- _What is being asked_
Look through the entries below and return all lines including the word "join".

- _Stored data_
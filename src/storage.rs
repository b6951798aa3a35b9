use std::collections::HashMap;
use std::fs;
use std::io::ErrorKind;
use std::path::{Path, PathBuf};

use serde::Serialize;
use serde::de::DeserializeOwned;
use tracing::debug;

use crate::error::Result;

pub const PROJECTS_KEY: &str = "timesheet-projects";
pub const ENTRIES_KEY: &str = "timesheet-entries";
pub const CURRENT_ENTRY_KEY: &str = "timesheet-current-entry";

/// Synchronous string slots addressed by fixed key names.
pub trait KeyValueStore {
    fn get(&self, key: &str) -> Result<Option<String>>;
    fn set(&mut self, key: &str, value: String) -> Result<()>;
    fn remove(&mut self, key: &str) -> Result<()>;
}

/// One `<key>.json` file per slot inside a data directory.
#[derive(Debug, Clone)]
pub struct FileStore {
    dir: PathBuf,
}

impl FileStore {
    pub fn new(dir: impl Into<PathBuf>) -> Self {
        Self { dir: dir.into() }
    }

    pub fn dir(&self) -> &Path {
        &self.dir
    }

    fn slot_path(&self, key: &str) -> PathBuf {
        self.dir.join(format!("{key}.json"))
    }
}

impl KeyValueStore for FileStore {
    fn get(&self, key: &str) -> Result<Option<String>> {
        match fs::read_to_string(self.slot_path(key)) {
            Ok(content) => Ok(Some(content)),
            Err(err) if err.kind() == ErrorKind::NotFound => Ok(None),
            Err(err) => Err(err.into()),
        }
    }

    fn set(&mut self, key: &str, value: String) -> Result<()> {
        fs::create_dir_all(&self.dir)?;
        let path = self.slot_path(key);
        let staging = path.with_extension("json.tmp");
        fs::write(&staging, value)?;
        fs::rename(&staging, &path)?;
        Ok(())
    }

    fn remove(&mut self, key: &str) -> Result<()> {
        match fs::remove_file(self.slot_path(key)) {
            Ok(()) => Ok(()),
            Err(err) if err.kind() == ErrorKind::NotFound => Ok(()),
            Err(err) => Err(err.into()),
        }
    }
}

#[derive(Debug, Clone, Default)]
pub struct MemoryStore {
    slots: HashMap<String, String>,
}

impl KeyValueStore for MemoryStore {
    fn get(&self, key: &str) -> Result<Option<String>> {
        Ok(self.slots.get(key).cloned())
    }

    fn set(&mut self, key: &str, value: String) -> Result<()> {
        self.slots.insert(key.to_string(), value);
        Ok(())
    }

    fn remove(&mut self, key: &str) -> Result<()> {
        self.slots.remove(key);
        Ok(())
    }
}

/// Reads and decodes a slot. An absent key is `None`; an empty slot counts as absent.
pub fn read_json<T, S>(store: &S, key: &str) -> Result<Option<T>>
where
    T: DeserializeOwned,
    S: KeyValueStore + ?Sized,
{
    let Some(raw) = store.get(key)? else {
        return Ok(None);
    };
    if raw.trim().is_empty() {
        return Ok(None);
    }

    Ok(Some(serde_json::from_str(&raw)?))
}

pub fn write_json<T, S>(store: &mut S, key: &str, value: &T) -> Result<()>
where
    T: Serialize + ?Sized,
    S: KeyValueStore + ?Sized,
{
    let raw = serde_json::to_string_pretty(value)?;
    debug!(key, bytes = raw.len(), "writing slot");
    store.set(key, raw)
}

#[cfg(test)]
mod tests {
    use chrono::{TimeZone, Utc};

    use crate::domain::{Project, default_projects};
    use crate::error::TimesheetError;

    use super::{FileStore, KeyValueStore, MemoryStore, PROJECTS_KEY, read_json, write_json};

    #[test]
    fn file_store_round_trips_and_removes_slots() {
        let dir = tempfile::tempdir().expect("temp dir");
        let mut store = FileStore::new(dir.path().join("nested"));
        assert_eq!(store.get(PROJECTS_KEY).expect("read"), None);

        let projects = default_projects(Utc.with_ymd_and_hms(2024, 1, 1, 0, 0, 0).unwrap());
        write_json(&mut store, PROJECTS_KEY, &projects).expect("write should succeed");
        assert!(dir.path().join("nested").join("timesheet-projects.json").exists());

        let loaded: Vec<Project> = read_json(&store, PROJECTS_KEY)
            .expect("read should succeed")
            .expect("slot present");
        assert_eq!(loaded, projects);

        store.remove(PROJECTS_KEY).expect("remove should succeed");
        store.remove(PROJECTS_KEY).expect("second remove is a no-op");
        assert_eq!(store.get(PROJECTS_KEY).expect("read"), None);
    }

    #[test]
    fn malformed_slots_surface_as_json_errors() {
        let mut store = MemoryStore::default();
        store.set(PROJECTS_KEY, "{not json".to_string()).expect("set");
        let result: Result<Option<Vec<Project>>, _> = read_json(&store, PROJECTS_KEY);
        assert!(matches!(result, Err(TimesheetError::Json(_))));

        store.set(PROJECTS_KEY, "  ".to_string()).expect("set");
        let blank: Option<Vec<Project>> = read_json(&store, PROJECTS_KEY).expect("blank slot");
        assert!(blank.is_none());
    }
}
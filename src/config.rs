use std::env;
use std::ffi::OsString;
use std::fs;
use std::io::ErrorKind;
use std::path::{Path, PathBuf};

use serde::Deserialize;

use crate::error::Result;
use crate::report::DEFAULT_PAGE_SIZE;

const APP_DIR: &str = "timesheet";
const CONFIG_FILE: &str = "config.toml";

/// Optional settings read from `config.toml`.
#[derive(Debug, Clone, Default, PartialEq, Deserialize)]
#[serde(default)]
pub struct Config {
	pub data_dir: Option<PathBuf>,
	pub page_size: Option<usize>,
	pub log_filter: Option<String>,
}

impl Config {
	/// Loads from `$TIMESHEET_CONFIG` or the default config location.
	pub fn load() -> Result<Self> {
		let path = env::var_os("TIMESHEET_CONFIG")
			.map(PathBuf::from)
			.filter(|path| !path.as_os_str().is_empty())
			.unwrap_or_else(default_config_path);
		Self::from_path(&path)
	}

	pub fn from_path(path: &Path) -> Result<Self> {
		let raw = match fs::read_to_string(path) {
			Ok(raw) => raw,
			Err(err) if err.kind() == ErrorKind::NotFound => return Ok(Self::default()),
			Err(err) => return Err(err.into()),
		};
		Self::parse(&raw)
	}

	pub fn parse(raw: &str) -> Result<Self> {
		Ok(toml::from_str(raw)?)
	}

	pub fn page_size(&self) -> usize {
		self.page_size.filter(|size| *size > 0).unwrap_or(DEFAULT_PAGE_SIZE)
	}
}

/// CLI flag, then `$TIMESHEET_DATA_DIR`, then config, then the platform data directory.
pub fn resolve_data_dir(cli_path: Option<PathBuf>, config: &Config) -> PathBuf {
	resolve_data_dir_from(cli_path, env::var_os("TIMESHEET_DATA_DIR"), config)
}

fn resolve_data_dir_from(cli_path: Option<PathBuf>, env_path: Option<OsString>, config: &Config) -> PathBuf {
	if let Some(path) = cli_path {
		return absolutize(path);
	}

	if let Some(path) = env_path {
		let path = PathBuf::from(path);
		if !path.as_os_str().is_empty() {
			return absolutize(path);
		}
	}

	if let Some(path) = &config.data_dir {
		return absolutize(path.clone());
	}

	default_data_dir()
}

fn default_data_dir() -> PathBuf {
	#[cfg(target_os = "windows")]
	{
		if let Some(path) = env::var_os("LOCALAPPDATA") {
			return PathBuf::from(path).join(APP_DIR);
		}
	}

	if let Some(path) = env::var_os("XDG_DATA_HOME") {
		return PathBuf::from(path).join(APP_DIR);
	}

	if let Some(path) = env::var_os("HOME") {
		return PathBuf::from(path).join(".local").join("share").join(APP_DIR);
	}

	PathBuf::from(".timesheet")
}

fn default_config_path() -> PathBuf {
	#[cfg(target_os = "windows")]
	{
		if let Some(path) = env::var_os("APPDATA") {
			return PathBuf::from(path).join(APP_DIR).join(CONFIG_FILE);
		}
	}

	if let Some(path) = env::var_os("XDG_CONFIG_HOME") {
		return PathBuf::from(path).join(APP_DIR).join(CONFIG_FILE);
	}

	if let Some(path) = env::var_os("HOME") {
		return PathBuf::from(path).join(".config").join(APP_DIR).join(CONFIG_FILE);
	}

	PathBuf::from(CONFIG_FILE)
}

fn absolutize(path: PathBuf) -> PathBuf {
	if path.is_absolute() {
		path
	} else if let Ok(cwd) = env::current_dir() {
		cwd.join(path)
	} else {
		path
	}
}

- _Answer box_
        self.dir.join(format!("{key}.json"))
        let mut store = FileStore::new(dir.path().join("nested"));
        assert!(dir.path().join("nested").join("timesheet-projects.json").exists());
			return PathBuf::from(path).join(APP_DIR);
		return PathBuf::from(path).join(APP_DIR);
		return PathBuf::from(path).join(".local").join("share").join(APP_DIR);
			return PathBuf::from(path).join(APP_DIR).join(CONFIG_FILE);
		return PathBuf::from(path).join(APP_DIR).join(CONFIG_FILE);
		return PathBuf::from(path).join(".config").join(APP_DIR).join(CONFIG_FILE);
		cwd.join(path)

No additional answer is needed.